Data supplied.
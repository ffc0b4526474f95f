//! Generic HTTP JSON provider.
//!
//! Backs filesystem plugins with `kind = "http-json"`: one blocking GET of
//! the incoming URL, whose response body must be the canonical review
//! document (`{"items": [...]}`).

use product_reviews_core::{CoreError, ReviewList, ReviewsProvider};
use product_reviews_fetch::{HttpClient, HttpError};

/// Fetches the URL once and parses the body as a review document.
#[derive(Debug, Clone)]
pub struct HttpJsonProvider {
    name: String,
    client: HttpClient,
}

impl HttpJsonProvider {
    /// Creates the provider over the real network transport.
    pub fn named(name: impl Into<String>) -> Self {
        Self::with_client(name, HttpClient::new())
    }

    /// Creates the provider over a caller-supplied client (tests inject a
    /// replay transport here).
    pub fn with_client(name: impl Into<String>, client: HttpClient) -> Self {
        Self {
            name: name.into(),
            client,
        }
    }
}

impl ReviewsProvider for HttpJsonProvider {
    fn name(&self) -> &str {
        &self.name
    }

    fn get_reviews(&self, url: &str) -> Result<ReviewList, CoreError> {
        let document = self.client.get_json(url).map_err(|e| match e {
            HttpError::InvalidUrl(msg) => CoreError::InvalidUrl(msg),
            HttpError::Json(e) => CoreError::ReviewsParse(format!("Can't parse JSON: {e}")),
            other => CoreError::Http(other.to_string()),
        })?;

        ReviewList::from_document(&document)
    }
}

Instructions for the task. Search the data above for the word "HttpClient". Copy each line it is in.

Solution for this exercise.
use product_reviews_fetch::{HttpClient, HttpError};
    client: HttpClient,
        Self::with_client(name, HttpClient::new())
    pub fn with_client(name: impl Into<String>, client: HttpClient) -> Self {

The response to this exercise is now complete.